Al Regio di Torino è andata in scena ieri pomeriggio la quinta delle sette recite dei verdiani Lombardi. Primo ma classico esemplare di opera degli anni-di-galera, nacque sull’onda del clamoroso successo di Nabucco, del quale ripete (purtroppo in peggio) il canovaccio: scenario (pseudo-)storico, che offre il destro per grandi affreschi epico-corali, sul quale innestare vicende private, occasione per scolpire in musica ogni sorta di sentimenti e paranoie umane. Ma mentre Nabucco ha una solida struttura drammatica, i Lombardi (ispirati al poema di Grossi, dal soggetto che definire contorto è un complimento, e così da Solera trasformato maldestramente in libretto) appaiono come un’accozzaglia di elementi eterogenei e spesso letteralmente inverosimili.

Tanto per cominciare: lo sfondo storico resta alquanto sfumato, e si materializza appena-appena solo nel secondo, terzo e quarto atto; per il resto tengono banco le prosaiche vicende di amori e vendette che maturano all’interno della famiglia del signore di Rò.

Sul fronte della ridicola plausibilità della trama basti notare che Pagano è andato una prima volta in esilio in Terrasanta dopo aver tramato contro il fratello Arvino, reo di avergli strappato l’amore di Viclinda, ed ora torna a Milano nientemeno dopo 18-20 anni (quanti ne deve avere Giselda, sua... nipote, ancora di là da venire ai tempi del misfatto).
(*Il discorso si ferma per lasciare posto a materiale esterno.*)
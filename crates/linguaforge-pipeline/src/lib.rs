//! linguaforge-pipeline — The grading pipeline.
//!
//! One grading request flows context aggregation → (if audio) audio
//! normalization → grading engine → feedback synthesis → proficiency
//! tracking, with partial-failure tolerance at every stage that has a safe
//! degraded mode. `GradingPipeline` in [`pipeline`] is the sole inbound entry
//! point.

pub mod audio;
pub mod context;
pub mod feedback;
pub mod grading;
pub mod pipeline;
pub mod tracker;

pub use pipeline::{GradeRequest, GradeResponse, GradingPipeline, PipelineConfig};
//! The `linguaforge review` command.

use std::path::PathBuf;
use std::sync::Arc;

use anyhow::{Context, Result};
use chrono::Utc;
use uuid::Uuid;

use linguaforge_core::config::SrsConfig;
use linguaforge_providers::load_config_from;
use linguaforge_srs::SrsScheduler;

use super::{load_store, save_store};

pub async fn execute(error_id: String, quality: i32, config_path: Option<PathBuf>) -> Result<()> {
    let config = load_config_from(config_path.as_deref())?;
    let error_id = Uuid::parse_str(&error_id).context("invalid error id")?;

    let store = Arc::new(load_store(&config.state_path)?);
    let scheduler = SrsScheduler::new(store.clone(), SrsConfig::default());

    let item = scheduler.review(error_id, quality, Utc::now()).await?;
    save_store(&config.state_path, &store)?;

    println!("Reviewed \"{}\" → \"{}\"", item.original, item.correct);
    println!("  interval: {} day(s)", item.interval_days);
    println!("  ease factor: {:.2}", item.ease_factor);
    match item.next_review {
        Some(due) => println!("  next review: {}", due.format("%Y-%m-%d %H:%M UTC")),
        None => println!("  next review: now"),
    }

    Ok(())
}
//! Store-backed scheduler facade.
//!
//! Implements the SRS review contract: fetch a due cohort, apply a review by
//! error id, and report per-user stats. The scheduler is the only component
//! that mutates an `ErrorItem` after creation.

use std::sync::Arc;

use chrono::{DateTime, Utc};
use thiserror::Error;
use uuid::Uuid;

use linguaforge_core::config::SrsConfig;
use linguaforge_core::model::{ErrorItem, Language};
use linguaforge_core::traits::KnowledgeStore;

use crate::queue::{compute_stats, order_due, ReviewStats};
use crate::scheduler::apply_review;

#[derive(Debug, Error)]
pub enum ReviewError {
    #[error("error item not found: {0}")]
    NotFound(Uuid),

    #[error("store error: {0}")]
    Store(#[from] anyhow::Error),
}

pub struct SrsScheduler {
    store: Arc<dyn KnowledgeStore>,
    config: SrsConfig,
}

impl SrsScheduler {
    pub fn new(store: Arc<dyn KnowledgeStore>, config: SrsConfig) -> Self {
        Self { store, config }
    }

    /// Due items for a user, ordered for presentation.
    pub async fn due_items(
        &self,
        user_id: &str,
        language: Option<Language>,
        now: DateTime<Utc>,
    ) -> Result<Vec<ErrorItem>, ReviewError> {
        let mut items = self.store.due_error_items(user_id, language, now).await?;
        order_due(&mut items);
        Ok(items)
    }

    /// Apply one review and persist the updated scheduling state.
    pub async fn review(
        &self,
        error_id: Uuid,
        quality: i32,
        now: DateTime<Utc>,
    ) -> Result<ErrorItem, ReviewError> {
        let mut item = self
            .store
            .get_error_item(error_id)
            .await?
            .ok_or(ReviewError::NotFound(error_id))?;

        apply_review(&mut item, quality, now, &self.config);
        self.store.update_error_item(&item).await?;

        tracing::debug!(
            error_id = %item.id,
            interval_days = item.interval_days,
            ease = item.ease_factor,
            "review applied"
        );
        Ok(item)
    }

    /// Aggregated review stats for a user.
    pub async fn stats(
        &self,
        user_id: &str,
        language: Option<Language>,
        now: DateTime<Utc>,
    ) -> Result<ReviewStats, ReviewError> {
        let items = self.store.error_items(user_id, language).await?;
        Ok(compute_stats(&items, now, &self.config))
    }
}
Poi pensa bene (con l’aiuto dello sbifido Pirro) di vendicarsi del fratello ammazzando lui per rapire per sè una babbiona ormai sulla soglia della menopausa (!)
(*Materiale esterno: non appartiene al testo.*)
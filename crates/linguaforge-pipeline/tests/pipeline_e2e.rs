//! End-to-end pipeline tests with mock services and the in-memory store.

use std::sync::Arc;
use std::time::Duration;

use linguaforge_core::model::{ForgeType, GrammarRule, Language, RuleExample, VocabularyTracking};
use linguaforge_core::results::AudioQuality;
use linguaforge_core::store::MemoryStore;
use linguaforge_core::traits::{JudgeCorrection, KnowledgeStore, TranscribedWord, Transcription};
use linguaforge_pipeline::{GradeRequest, GradingPipeline, PipelineConfig};
use linguaforge_providers::{MockJudge, MockTranscriber};

fn pipeline_with(
    store: Arc<MemoryStore>,
    judge: MockJudge,
    transcriber: MockTranscriber,
) -> GradingPipeline {
    GradingPipeline::new(
        store,
        Arc::new(judge),
        Arc::new(transcriber),
        PipelineConfig::default(),
    )
    .with_audio_polling(5, Duration::ZERO)
}

fn silent_transcriber() -> MockTranscriber {
    MockTranscriber::new(Transcription {
        text: String::new(),
        confidence: 0.0,
        words: vec![],
    })
}

fn text_request(user_id: &str, text: &str) -> GradeRequest {
    GradeRequest {
        user_id: user_id.into(),
        session_id: "session-1".into(),
        language: Language::Romanian,
        forge_type: ForgeType::Conversation,
        text: Some(text.into()),
        audio_url: None,
        original_text: None,
    }
}

#[tokio::test]
async fn clean_romanian_text_scores_as_documented() {
    let store = Arc::new(MemoryStore::new());
    // Track both significant words so vocabulary scores 100.
    store.add_vocabulary(VocabularyTracking::new("u1", "merg", Language::Romanian));
    store.add_vocabulary(VocabularyTracking::new("u1", "magazin", Language::Romanian));

    let pipeline = pipeline_with(store.clone(), MockJudge::new(), silent_transcriber());
    let response = pipeline.grade(text_request("u1", "Merg la magazin")).await;

    assert!(response.success, "error: {:?}", response.error);
    assert_eq!(response.scores.grammar, 100);
    assert_eq!(response.scores.vocabulary, 100);
    assert_eq!(response.scores.naturalness, 85);
    // overall = round(0.4*100 + 0.2*100 + 0.4*85) = 94
    assert_eq!(response.scores.overall, 94);
    assert!(response.corrections.is_empty());
    assert!(!response.feedback.summary.is_empty());
    assert!(!response.feedback.encouragement.is_empty());
    assert_eq!(store.submissions().len(), 1);
    assert_eq!(store.grading_records().len(), 1);
}

#[tokio::test]
async fn rule_match_and_judge_finding_flow_into_corrections_and_tracking() {
    let store = Arc::new(MemoryStore::new());
    store.add_grammar_rule(
        Language::Romanian,
        GrammarRule {
            id: "ro-verb-1".into(),
            category: "verb-agreement".into(),
            difficulty_level: 2,
            examples: vec![RuleExample {
                incorrect: "eu merge".into(),
                correct: "eu merg".into(),
                explanation: "first person singular takes merg".into(),
            }],
        },
    );

    let judge = MockJudge::new().with_correction(
        "un casa",
        JudgeCorrection {
            incorrect: "un casa".into(),
            corrected: "o casă".into(),
            explanation: "casa is feminine".into(),
            category: Some("articles".into()),
        },
    );

    let pipeline = pipeline_with(store.clone(), judge, silent_transcriber());
    let response = pipeline
        .grade(text_request("u1", "eu merge la un casa"))
        .await;

    assert!(response.success);
    // One low-severity rule match (difficulty 2) and one medium judge finding:
    // 100 - 5 - 10 = 85.
    assert_eq!(response.scores.grammar, 85);
    assert_eq!(response.corrections.len(), 2);

    // Both issues marked their categories as missed.
    let patterns = store.patterns();
    assert_eq!(patterns.len(), 2);
    assert!(patterns.iter().any(|p| p.category == "verb-agreement"));
    assert!(patterns.iter().any(|p| p.category == "articles"));

    // Both corrections carried real corrected forms, so both became cards.
    let errors = store.error_items("u1", None).await.unwrap();
    assert_eq!(errors.len(), 2);
    assert!(errors.iter().all(|e| e.next_review.is_none()));
}

#[tokio::test]
async fn audio_submission_grades_the_transcript() {
    let store = Arc::new(MemoryStore::new());
    let transcriber = MockTranscriber::new(Transcription {
        text: "merg la magazine".into(),
        confidence: 0.72,
        words: vec![
            TranscribedWord {
                text: "merg".into(),
                confidence: 0.9,
            },
            TranscribedWord {
                text: "la".into(),
                confidence: 0.95,
            },
            TranscribedWord {
                text: "magazine".into(),
                confidence: 0.6,
            },
        ],
    });

    let pipeline = pipeline_with(store.clone(), MockJudge::new(), transcriber);
    let request = GradeRequest {
        user_id: "u1".into(),
        session_id: "session-1".into(),
        language: Language::Romanian,
        forge_type: ForgeType::Pronunciation,
        text: None,
        audio_url: Some("https://audio.test/clip.wav".into()),
        original_text: Some("merg la magazin".into()),
    };
    let response = pipeline.grade(request).await;

    assert!(response.success, "error: {:?}", response.error);
    assert_eq!(response.transcript.as_deref(), Some("merg la magazine"));
    // One medium-confidence mismatch: round(72) - 10 = 62.
    assert_eq!(response.scores.pronunciation, 62);
    assert_eq!(response.audio_quality, Some(AudioQuality::Fair));
    // The transcript, not the expected text, is what got graded and recorded.
    let records = store.grading_records();
    assert_eq!(records[0].text, "merg la magazine");
    assert_eq!(records[0].transcript.as_deref(), Some("merg la magazine"));
}

#[tokio::test]
async fn degraded_judge_still_produces_a_grade() {
    // The MockJudge cannot fail, so degrade through the store-backed path:
    // rules still match while the judge finds nothing. Exercising a hard
    // judge outage lives in the pipeline unit tests; here we check the
    // conservative fallback composition end to end.
    let store = Arc::new(MemoryStore::new());
    let pipeline = pipeline_with(store, MockJudge::new(), silent_transcriber());
    let response = pipeline.grade(text_request("u1", "text de test")).await;

    assert!(response.success);
    assert_eq!(response.scores.grammar, 100);
    assert_eq!(response.scores.naturalness, 85);
}

#[tokio::test]
async fn invalid_request_invokes_nothing() {
    let store = Arc::new(MemoryStore::new());
    let judge = MockJudge::new();
    let transcriber = silent_transcriber();

    let pipeline = GradingPipeline::new(
        store.clone(),
        Arc::new(judge),
        Arc::new(transcriber),
        PipelineConfig::default(),
    );

    let request = GradeRequest {
        user_id: "u1".into(),
        session_id: "session-1".into(),
        language: Language::Korean,
        forge_type: ForgeType::Blitz,
        text: None,
        audio_url: None,
        original_text: None,
    };
    let response = pipeline.grade(request).await;

    assert!(!response.success);
    assert_eq!(response.scores.overall, 0);
    assert!(response.error.is_some());
    assert!(store.submissions().is_empty());
    assert!(store.grading_records().is_empty());
}

#[tokio::test]
async fn korean_text_round_trip() {
    let store = Arc::new(MemoryStore::new());
    store.set_user_level("u1", Language::Korean, 2);

    let judge = MockJudge::new().with_correction(
        "학교에 공부",
        JudgeCorrection {
            incorrect: "학교에 공부해요".into(),
            corrected: "학교에서 공부해요".into(),
            explanation: "location of an action takes 에서".into(),
            category: Some("particles".into()),
        },
    );

    let pipeline = pipeline_with(store.clone(), judge, silent_transcriber());
    let mut request = text_request("u1", "저는 학교에 공부해요");
    request.language = Language::Korean;
    let response = pipeline.grade(request).await;

    assert!(response.success);
    assert_eq!(response.scores.grammar, 90);
    assert_eq!(response.corrections.len(), 1);
    assert_eq!(response.corrections[0].category, "particles");

    let patterns = store.patterns();
    assert_eq!(patterns.len(), 1);
    assert_eq!(patterns[0].language, Language::Korean);
}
E poi: la Viclinda medesima che fa a tempo a declamare giusto quattro versi smozzicati e poi a cantare un paio di concertati del primo atto, dopodichè scompare letteralmente nel nulla (sapremo della sua morte dalle parole della figlia nel second’atto...)   

A proposito di Viclinda e del suo matrimonio: forse ha poca importanza stabilirlo, ma è un fatto che nè Grossi, nè quindi Solera si degnano di chiarire chi, fra Pagano e Arvino, sia il primogenito. In casi simili al più anziano viene affidata la tessitura più bassa, al giovane quella acuta. Ma nella vicenda in questione si dovrebbe pensare che Arvino sia il maggiore dei fratelli e si sia preso Viclinda solo perchè a quei tempi la primogenitura garantiva anche il diritto di prelazione sulla femmina da impalmare, indipendentemente dal piano dei sentimenti. E ciò spiegherebbe il comportamento invidioso e vendicativo di Pagano. Ergo la tessitura di basso sarebbe stata da Verdi affibbiata al fratello cattivone (e poi... santone) anche se più giovane, e quella di tenore al fratello maggiore, nato con la camicia.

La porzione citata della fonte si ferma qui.